EXERCISE AIM: When you write out the material, keep every line exactly as it is.

DATA TO USE:
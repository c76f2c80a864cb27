//! Report generation request assembly
//!
//! The reporter backend notifies a channel once a file is ready. Merchant
//! users are notified on their merchant channel; users without a merchant
//! fall back to their profile channel, which the reporter cannot
//! post-process.

use billgate_core::{Identity, ReportFileRequest};
use tracing::debug;

use crate::dto::ReportFileInput;
use crate::error::ServiceResult;
use crate::validation::{Constraint, Format, Validate, ValidationSpec};

/// Report kinds the reporter can produce
pub const REPORT_TYPES: &[&str] = &[
    "royalty",
    "royalty_transactions",
    "vat",
    "vat_transactions",
    "transactions",
    "payout",
    "agreement",
];

/// Output formats the reporter can produce
pub const FILE_TYPES: &[&str] = &["pdf", "csv", "xlsx"];

impl Validate for ReportFileRequest {
    fn validation_spec() -> ValidationSpec {
        ValidationSpec::new()
            .field(
                "report_type",
                [Constraint::Required, Constraint::one_of(REPORT_TYPES.iter().copied())],
            )
            .field(
                "file_type",
                [Constraint::Required, Constraint::one_of(FILE_TYPES.iter().copied())],
            )
            .field("merchant_id", [Constraint::Format(Format::ObjectId)])
            .field("user_id", [Constraint::Required])
            .field("notification_channel_id", [Constraint::Required])
    }
}

/// Build the reporter request for `input` on behalf of `identity`
///
/// The populated request is validated before it is returned, so nothing
/// invalid reaches the reporter.
pub fn prepare_report_file(
    input: ReportFileInput,
    identity: &Identity,
) -> ServiceResult<ReportFileRequest> {
    // Callers bound to a merchant only ever report on that merchant
    let merchant_id = if identity.merchant_id.is_empty() {
        input.merchant_id
    } else {
        identity.merchant_id.clone()
    };

    let mut request = ReportFileRequest {
        report_type: input.report_type,
        file_type: input.file_type.to_ascii_lowercase(),
        merchant_id,
        params: input.params,
        user_id: identity.id.clone(),
        notification_channel_id: String::new(),
        skip_post_process: false,
    };

    apply_notification_target(&mut request, identity);
    request.validate()?;

    debug!(
        report_type = %request.report_type,
        channel = %request.notification_channel_id,
        skip_post_process = request.skip_post_process,
        "Prepared report file request"
    );

    Ok(request)
}

/// Pick the channel notified when the file is ready
pub fn apply_notification_target(request: &mut ReportFileRequest, identity: &Identity) {
    if !identity.merchant_id.is_empty() {
        request.notification_channel_id = identity.merchant_id.clone();
        request.skip_post_process = false;
    } else {
        request.notification_channel_id = identity.profile_id.clone();
        request.skip_post_process = true;
    }
}
//! Business status contract
//!
//! Every backend response embeds its own numeric status next to an optional
//! structured error. A successful RPC can still be a business failure; the
//! status is then reused verbatim as the HTTP status code.

use crate::proto::{
    CreateFileResponse, EmptyResponseWithStatus, GetCountriesListResponse, GetCountryResponse,
    GetProjectResponse, ListPayoutsResponse, OrderCreateResponse, ResponseErrorMessage,
    UploadKeysResponse,
};

/// The only status value treated as business success
pub const RESPONSE_STATUS_OK: i32 = 200;

/// Response carrying an embedded business status
pub trait BusinessResponse {
    /// Embedded numeric status
    fn status(&self) -> i32;

    /// Embedded error, present on business failures
    fn error_message(&self) -> Option<&ResponseErrorMessage>;

    /// Whether the backend reported business success
    fn is_ok(&self) -> bool {
        self.status() == RESPONSE_STATUS_OK
    }
}

macro_rules! business_response {
    ($($ty:ty),+ $(,)?) => {
        $(
            impl BusinessResponse for $ty {
                fn status(&self) -> i32 {
                    self.status
                }

                fn error_message(&self) -> Option<&ResponseErrorMessage> {
                    self.message.as_ref()
                }
            }
        )+
    };
}

business_response!(
    EmptyResponseWithStatus,
    GetCountriesListResponse,
    GetCountryResponse,
    GetProjectResponse,
    OrderCreateResponse,
    ListPayoutsResponse,
    UploadKeysResponse,
    CreateFileResponse,
);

RESPONSE TO THIS TASK:
repository c76f2c80a864cb27
//! Report generation request assembly
//!
//! The reporter backend notifies a channel once a file is ready. Merchant
//! users are notified on their merchant channel; users without a merchant
//! fall back to their profile channel, which the reporter cannot
//! post-process.

use billgate_core::{Identity, ReportFileRequest};
use tracing::debug;

use crate::dto::ReportFileInput;
use crate::error::ServiceResult;
use crate::validation::{Constraint, Format, Validate, ValidationSpec};

/// Report kinds the reporter can produce
pub const REPORT_TYPES: &[&str] = &[
    "royalty",
    "royalty_transactions",
    "vat",
    "vat_transactions",
    "transactions",
    "payout",
    "agreement",
];

/// Output formats the reporter can produce
pub const FILE_TYPES: &[&str] = &["pdf", "csv", "xlsx"];

impl Validate for ReportFileRequest {
    fn validation_spec() -> ValidationSpec {
        ValidationSpec::new()
            .field(
                "report_type",
                [Constraint::Required, Constraint::one_of(REPORT_TYPES.iter().copied())],
            )
            .field(
                "file_type",
                [Constraint::Required, Constraint::one_of(FILE_TYPES.iter().copied())],
            )
            .field("merchant_id", [Constraint::Format(Format::ObjectId)])
            .field("user_id", [Constraint::Required])
            .field("notification_channel_id", [Constraint::Required])
    }
}

/// Build the reporter request for `input` on behalf of `identity`
///
/// The populated request is validated before it is returned, so nothing
/// invalid reaches the reporter.
pub fn prepare_report_file(
    input: ReportFileInput,
    identity: &Identity,
) -> ServiceResult<ReportFileRequest> {
    // Callers bound to a merchant only ever report on that merchant
    let merchant_id = if identity.merchant_id.is_empty() {
        input.merchant_id
    } else {
        identity.merchant_id.clone()
    };

    let mut request = ReportFileRequest {
        report_type: input.report_type,
        file_type: input.file_type.to_ascii_lowercase(),
        merchant_id,
        params: input.params,
        user_id: identity.id.clone(),
        notification_channel_id: String::new(),
        skip_post_process: false,
    };

    apply_notification_target(&mut request, identity);
    request.validate()?;

    debug!(
        report_type = %request.report_type,
        channel = %request.notification_channel_id,
        skip_post_process = request.skip_post_process,
        "Prepared report file request"
    );

    Ok(request)
}

/// Pick the channel notified when the file is ready
pub fn apply_notification_target(request: &mut ReportFileRequest, identity: &Identity) {
    if !identity.merchant_id.is_empty() {
        request.notification_channel_id = identity.merchant_id.clone();
        request.skip_post_process = false;
    } else {
        request.notification_channel_id = identity.profile_id.clone();
        request.skip_post_process = true;
    }
}
//! Business status contract
//!
//! Every backend response embeds its own numeric status next to an optional
//! structured error. A successful RPC can still be a business failure; the
//! status is then reused verbatim as the HTTP status code.

use crate::proto::{
    CreateFileResponse, EmptyResponseWithStatus, GetCountriesListResponse, GetCountryResponse,
    GetProjectResponse, ListPayoutsResponse, OrderCreateResponse, ResponseErrorMessage,
    UploadKeysResponse,
};

/// The only status value treated as business success
pub const RESPONSE_STATUS_OK: i32 = 200;

/// Response carrying an embedded business status
pub trait BusinessResponse {
    /// Embedded numeric status
    fn status(&self) -> i32;

    /// Embedded error, present on business failures
    fn error_message(&self) -> Option<&ResponseErrorMessage>;

    /// Whether the backend reported business success
    fn is_ok(&self) -> bool {
        self.status() == RESPONSE_STATUS_OK
    }
}

macro_rules! business_response {
    ($($ty:ty),+ $(,)?) => {
        $(
            impl BusinessResponse for $ty {
                fn status(&self) -> i32 {
                    self.status
                }

                fn error_message(&self) -> Option<&ResponseErrorMessage> {
                    self.message.as_ref()
                }
            }
        )+
    };
}

business_response!(
    EmptyResponseWithStatus,
    GetCountriesListResponse,
    GetCountryResponse,
    GetProjectResponse,
    OrderCreateResponse,
    ListPayoutsResponse,
    UploadKeysResponse,
    CreateFileResponse,
);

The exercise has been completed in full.